> EXERCISE DESCRIPTION
From the entries below, copy every line that holds the word "FromStr".

> INFORMATION SHOWN
//! Configuration loading for the impact calculator.
//!
//! All tables, weights, and the tier ladder can be overridden from a
//! TOML file; anything left out keeps its production default.

use serde::{Deserialize, Serialize};
use std::path::Path;

use crate::score::ScoreWeights;
use crate::tables::{EconomicTables, EnvironmentalTables};
use crate::tiers::TierLadder;

/// Complete calculator configuration.
#[derive(Debug, Clone, Default, PartialEq, Serialize, Deserialize)]
#[serde(default)]
pub struct ImpactConfig {
    /// Environmental impact tables
    pub environmental: EnvironmentalTables,
    /// Economic impact tables
    pub economic: EconomicTables,
    /// Score composition weights
    pub weights: ScoreWeights,
    /// Tier ladder
    pub tiers: TierLadder,
}

impl ImpactConfig {
    /// Loads configuration from a TOML file.
    pub fn from_file(path: &Path) -> Result<Self, ConfigError> {
        let content = std::fs::read_to_string(path)?;
        Self::from_str(&content)
    }

    /// Parses configuration from a TOML string. The tier ladder is
    /// validated during deserialization, so an invalid ladder fails
    /// the parse.
    pub fn from_str(content: &str) -> Result<Self, ConfigError> {
        let config: Self = toml::from_str(content)?;
        Ok(config)
    }

    /// Serializes the configuration back to TOML.
    pub fn to_toml(&self) -> Result<String, toml::ser::Error> {
        toml::to_string_pretty(self)
    }
}

/// Errors that can occur during configuration loading.
#[derive(Debug, thiserror::Error)]
pub enum ConfigError {
    #[error("IO error: {0}")]
    Io(#[from] std::io::Error),
    #[error("TOML parse error: {0}")]
    Toml(#[from] toml::de::Error),
}
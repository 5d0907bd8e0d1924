//! Impact calculation: tables, aggregation, scores, tiers, badges.
//!
//! Everything here is a pure function over small fixed tables: a
//! consumption vector is multiplied against per-meal impact tables,
//! the dimension totals are folded into an integer score, and the
//! score is mapped onto a tier ladder. Achievements are independent
//! one-time predicates over the same totals.
//!
//! # Modules
//!
//! - [`food`]: the fixed food-category set
//! - [`tables`]: per-meal magnitudes for each dimension
//! - [`consumption`]: weekly meal counts and aggregation
//! - [`score`]: weighted score composition
//! - [`equivalents`]: relatable presentation quantities
//! - [`tiers`]: the ordered tier ladder
//! - [`achievements`]: one-time boolean milestones
//! - [`config`]: TOML overrides with production defaults

pub mod achievements;
pub mod config;
pub mod consumption;
pub mod equivalents;
pub mod food;
pub mod score;
pub mod tables;
pub mod tiers;

pub use achievements::{evaluate_achievements, Achievement, ImpactTotals};
pub use config::{ConfigError, ImpactConfig};
pub use consumption::{
    aggregate, CategoryImpact, ConsumptionVector, DimensionBreakdown, MAX_MEALS_PER_WEEK,
};
pub use equivalents::EnvironmentalEquivalents;
pub use food::{FoodCategory, ParseFoodError};
pub use score::{
    economic_score, environmental_score, total_impact_score, EconomicTotals, EconomicWeights,
    EnvironmentalTotals, EnvironmentalWeights, ScoreWeights,
};
pub use tables::{EconomicTables, EnvironmentalTables, ImpactTable};
pub use tiers::{LadderError, TierDef, TierLadder, TierProgress};
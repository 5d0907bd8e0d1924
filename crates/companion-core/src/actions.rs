//! Action Types
//!
//! Care actions are the direct interactions (feed, pet, play); daily
//! actions are the bounded once-per-day tasks tracked by the ledger.
//! Unknown action types are unrepresentable by construction.

use serde::{Deserialize, Serialize};
use std::fmt;
use std::str::FromStr;

use chrono::{DateTime, Utc};

/// A direct care interaction with the companion.
#[derive(Debug, Clone, Copy, PartialEq, Eq, Hash, Serialize, Deserialize)]
#[serde(rename_all = "lowercase")]
pub enum CareAction {
    Feed,
    Pet,
    Play,
}

impl CareAction {
    /// Experience awarded for this interaction.
    pub fn exp_reward(self) -> u32 {
        match self {
            CareAction::Feed => 10,
            CareAction::Pet => 5,
            CareAction::Play => 15,
        }
    }

    /// Health gained: feeding restores more than the generic bonus.
    pub fn health_bonus(self) -> u8 {
        match self {
            CareAction::Feed => 15,
            _ => 5,
        }
    }

    /// Happiness gained: playing restores more than the generic bonus.
    pub fn happiness_bonus(self) -> u8 {
        match self {
            CareAction::Play => 20,
            _ => 7,
        }
    }

    /// Log description, personalized with the companion's name.
    pub fn description(self, name: &str) -> String {
        match self {
            CareAction::Feed => format!("You fed {name} a healthy vegan meal"),
            CareAction::Pet => format!("You showed affection to {name}"),
            CareAction::Play => format!("You played with {name}"),
        }
    }
}

impl fmt::Display for CareAction {
    fn fmt(&self, f: &mut fmt::Formatter<'_>) -> fmt::Result {
        match self {
            CareAction::Feed => write!(f, "feed"),
            CareAction::Pet => write!(f, "pet"),
            CareAction::Play => write!(f, "play"),
        }
    }
}

/// Error type for parsing a care action from its name.
#[derive(Debug, Clone, PartialEq, Eq, thiserror::Error)]
#[error("unknown care action: '{0}'")]
pub struct ParseCareActionError(pub String);

impl FromStr for CareAction {
    type Err = ParseCareActionError;

    fn from_str(s: &str) -> Result<Self, Self::Err> {
        match s {
            "feed" => Ok(CareAction::Feed),
            "pet" => Ok(CareAction::Pet),
            "play" => Ok(CareAction::Play),
            other => Err(ParseCareActionError(other.to_string())),
        }
    }
}

/// A once-per-calendar-day task.
#[derive(Debug, Clone, Copy, PartialEq, Eq, Hash, Serialize, Deserialize)]
#[serde(rename_all = "kebab-case")]
pub enum DailyAction {
    LogMeal,
    ShareImpact,
    WaterSaved,
    DailyChallenge,
    DailyCheckIn,
}

impl DailyAction {
    pub const ALL: [DailyAction; 5] = [
        DailyAction::LogMeal,
        DailyAction::ShareImpact,
        DailyAction::WaterSaved,
        DailyAction::DailyChallenge,
        DailyAction::DailyCheckIn,
    ];

    /// Stable identifier, matching the serde representation.
    pub fn id(self) -> &'static str {
        match self {
            DailyAction::LogMeal => "log-meal",
            DailyAction::ShareImpact => "share-impact",
            DailyAction::WaterSaved => "water-saved",
            DailyAction::DailyChallenge => "daily-challenge",
            DailyAction::DailyCheckIn => "daily-check-in",
        }
    }

    pub fn title(self) -> &'static str {
        match self {
            DailyAction::LogMeal => "Log Vegan Meal",
            DailyAction::ShareImpact => "Share Your Impact",
            DailyAction::WaterSaved => "Track Water Savings",
            DailyAction::DailyChallenge => "Complete Daily Challenge",
            DailyAction::DailyCheckIn => "Daily Check-in",
        }
    }

    /// Experience awarded on completion.
    pub fn exp_reward(self) -> u32 {
        match self {
            DailyAction::LogMeal => 15,
            DailyAction::ShareImpact => 20,
            DailyAction::WaterSaved => 10,
            DailyAction::DailyChallenge => 25,
            DailyAction::DailyCheckIn => 5,
        }
    }

    /// Log description on completion.
    pub fn description(self) -> &'static str {
        match self {
            DailyAction::LogMeal => "Recorded what you ate today to track your impact",
            DailyAction::ShareImpact => "Shared your progress with friends and family",
            DailyAction::WaterSaved => "Checked how much water your choices have saved",
            DailyAction::DailyChallenge => "Tried a new vegan recipe or product",
            DailyAction::DailyCheckIn => "Checked in with your companion",
        }
    }
}

impl fmt::Display for DailyAction {
    fn fmt(&self, f: &mut fmt::Formatter<'_>) -> fmt::Result {
        f.write_str(self.id())
    }
}

/// Error type for parsing a daily action from its id.
#[derive(Debug, Clone, PartialEq, Eq, thiserror::Error)]
#[error("unknown daily action: '{0}'")]
pub struct ParseDailyActionError(pub String);

impl FromStr for DailyAction {
    type Err = ParseDailyActionError;

    fn from_str(s: &str) -> Result<Self, Self::Err> {
        DailyAction::ALL
            .into_iter()
            .find(|action| action.id() == s)
            .ok_or_else(|| ParseDailyActionError(s.to_string()))
    }
}

/// Kind tag recorded on a log entry.
#[derive(Debug, Clone, Copy, PartialEq, Eq, Serialize, Deserialize)]
#[serde(rename_all = "snake_case")]
pub enum ActionKind {
    Care(CareAction),
    Daily(DailyAction),
}

/// One entry in the companion's action history.
#[derive(Debug, Clone, PartialEq, Serialize, Deserialize)]
pub struct ActionEntry {
    pub id: String,
    pub kind: ActionKind,
    pub description: String,
    pub timestamp: DateTime<Utc>,
    #[serde(alias = "expGained")]
    pub exp_gained: u32,
}

impl ActionEntry {
    pub fn new(kind: ActionKind, description: String, timestamp: DateTime<Utc>, exp: u32) -> Self {
        Self {
            id: uuid::Uuid::new_v4().to_string(),
            kind,
            description,
            timestamp,
            exp_gained: exp,
        }
    }
}
//! Companion Record
//!
//! The one persisted entity with a real lifecycle: created once at
//! adoption, mutated in place by actions and time decay, written back
//! after every mutation. Legacy records from the original browser app
//! (camelCase JSON, no schema version) deserialize via serde aliases
//! and are bumped to the current version on load.

use chrono::{DateTime, Utc};
use serde::{Deserialize, Serialize};

use crate::actions::ActionEntry;
use crate::milestones::{default_milestones, Milestone};
use crate::species::{RescueProfile, Species};

/// Current persisted schema version.
pub const SCHEMA_VERSION: u32 = 1;

/// Gauge ceiling for health and happiness.
pub const GAUGE_MAX: u8 = 100;

/// Derived display mood. Recomputed on every read, never stored, so
/// stored and displayed mood cannot diverge.
#[derive(Debug, Clone, Copy, PartialEq, Eq)]
pub enum Mood {
    Sad,
    Normal,
    Thriving,
}

impl std::fmt::Display for Mood {
    fn fmt(&self, f: &mut std::fmt::Formatter<'_>) -> std::fmt::Result {
        match self {
            Mood::Sad => write!(f, "sad"),
            Mood::Normal => write!(f, "normal"),
            Mood::Thriving => write!(f, "thriving"),
        }
    }
}

/// The persisted companion.
#[derive(Debug, Clone, PartialEq, Serialize, Deserialize)]
pub struct CompanionRecord {
    /// 0 marks a legacy record; bumped to [`SCHEMA_VERSION`] on load.
    #[serde(default)]
    pub schema_version: u32,
    pub id: String,
    pub name: String,
    pub species: Species,
    #[serde(alias = "image")]
    pub portrait: String,
    #[serde(alias = "story")]
    pub origin_story: String,
    #[serde(alias = "adoptedAt")]
    pub adopted_at: DateTime<Utc>,
    pub level: u32,
    pub experience: u32,
    #[serde(alias = "nextLevelExp")]
    pub next_level_exp: u32,
    /// 0-100.
    pub health: u8,
    /// 0-100.
    pub happiness: u8,
    /// Most-recent-first.
    #[serde(default)]
    pub actions: Vec<ActionEntry>,
    #[serde(default)]
    pub milestones: Vec<Milestone>,
    #[serde(default, alias = "unlockedStories")]
    pub unlocked_stories: Vec<String>,
    #[serde(alias = "lastInteraction")]
    pub last_interaction: DateTime<Utc>,
}

impl CompanionRecord {
    /// Creates the record at adoption time: level 1, 0 experience,
    /// health 70, happiness 60, the intro chapter unlocked, and the
    /// "Adoption Day" milestone pre-achieved.
    pub fn adopt(profile: &RescueProfile, now: DateTime<Utc>) -> Self {
        Self {
            schema_version: SCHEMA_VERSION,
            id: profile.id.clone(),
            name: profile.name.clone(),
            species: profile.species,
            portrait: profile.portrait.clone(),
            origin_story: profile.story.clone(),
            adopted_at: now,
            level: 1,
            experience: 0,
            next_level_exp: 100,
            health: 70,
            happiness: 60,
            actions: Vec::new(),
            milestones: default_milestones(now),
            unlocked_stories: vec!["intro".to_string()],
            last_interaction: now,
        }
    }

    /// Derived mood from the two gauges.
    pub fn mood(&self) -> Mood {
        if self.health < 40 || self.happiness < 30 {
            Mood::Sad
        } else if self.health > 80 && self.happiness > 80 {
            Mood::Thriving
        } else {
            Mood::Normal
        }
    }

    /// Upgrades a legacy record in place. Returns true if anything
    /// changed.
    pub fn migrate(&mut self) -> bool {
        if self.schema_version >= SCHEMA_VERSION {
            return false;
        }
        self.schema_version = SCHEMA_VERSION;
        // Legacy records created before the milestone list shipped.
        if self.milestones.is_empty() {
            self.milestones = default_milestones(self.adopted_at);
        }
        if self.unlocked_stories.is_empty() {
            self.unlocked_stories.push("intro".to_string());
        }
        true
    }

    /// Raises a gauge, capped at [`GAUGE_MAX`].
    pub(crate) fn raise_gauge(gauge: u8, bonus: u8) -> u8 {
        gauge.saturating_add(bonus).min(GAUGE_MAX)
    }

    /// Lowers a gauge toward a floor; a gauge already below the floor
    /// is lifted to it.
    pub(crate) fn lower_gauge(gauge: u8, amount: i64, floor: u8) -> u8 {
        (i64::from(gauge) - amount).max(i64::from(floor)) as u8
    }
}

#[cfg(test)]
mod tests {
    use super::*;
    use crate::species::rescue_roster;

    fn fresh() -> CompanionRecord {
        CompanionRecord::adopt(&rescue_roster()[0], Utc::now())
    }

    #[test]
    fn test_adoption_initial_state() {
        let record = fresh();
        assert_eq!(record.schema_version, SCHEMA_VERSION);
        assert_eq!(record.level, 1);
        assert_eq!(record.experience, 0);
        assert_eq!(record.next_level_exp, 100);
        assert_eq!(record.health, 70);
        assert_eq!(record.happiness, 60);
        assert!(record.actions.is_empty());
        assert_eq!(record.unlocked_stories, vec!["intro".to_string()]);
        assert_eq!(record.adopted_at, record.last_interaction);
    }

    #[test]
    fn test_mood_derivation() {
        let mut record = fresh();
        assert_eq!(record.mood(), Mood::Normal);

        record.health = 39;
        assert_eq!(record.mood(), Mood::Sad);

        record.health = 90;
        record.happiness = 29;
        assert_eq!(record.mood(), Mood::Sad);

        record.happiness = 85;
        assert_eq!(record.mood(), Mood::Thriving);

        // Boundaries are exclusive for thriving
        record.health = 80;
        assert_eq!(record.mood(), Mood::Normal);
    }

    #[test]
    fn test_gauge_helpers_clamp() {
        assert_eq!(CompanionRecord::raise_gauge(95, 15), 100);
        assert_eq!(CompanionRecord::raise_gauge(50, 7), 57);
        assert_eq!(CompanionRecord::lower_gauge(70, 50, 30), 30);
        assert_eq!(CompanionRecord::lower_gauge(70, 10, 30), 60);
        // Already below the floor: lifted to it
        assert_eq!(CompanionRecord::lower_gauge(10, 5, 30), 30);
    }

    #[test]
    fn test_record_json_roundtrip() {
        let record = fresh();
        let json = serde_json::to_string(&record).unwrap();
        let parsed: CompanionRecord = serde_json::from_str(&json).unwrap();
        assert_eq!(parsed, record);
    }

    #[test]
    fn test_legacy_camel_case_record_parses_and_migrates() {
        let json = r#"{
            "id": "cow-1",
            "name": "Bella",
            "species": "Cow",
            "image": "https://example.com/bella.jpg",
            "story": "Rescued from a dairy farm.",
            "adoptedAt": "2024-03-01T12:00:00Z",
            "level": 2,
            "experience": 140,
            "nextLevelExp": 300,
            "health": 85,
            "happiness": 92,
            "actions": [],
            "milestones": [],
            "unlockedStories": ["intro", "growing"],
            "lastInteraction": "2024-03-05T08:30:00Z"
        }"#;
        let mut record: CompanionRecord = serde_json::from_str(json).unwrap();
        assert_eq!(record.schema_version, 0);
        assert_eq!(record.portrait, "https://example.com/bella.jpg");
        assert_eq!(record.next_level_exp, 300);

        assert!(record.migrate());
        assert_eq!(record.schema_version, SCHEMA_VERSION);
        // Empty legacy milestone list gets the defaults
        assert_eq!(record.milestones.len(), 5);
        // Unlocked stories are preserved, not reset
        assert_eq!(record.unlocked_stories.len(), 2);

        // Migration is idempotent
        assert!(!record.migrate());
    }
}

> EXERCISE RESULT
use std::str::FromStr;
impl FromStr for CareAction {
impl FromStr for DailyAction {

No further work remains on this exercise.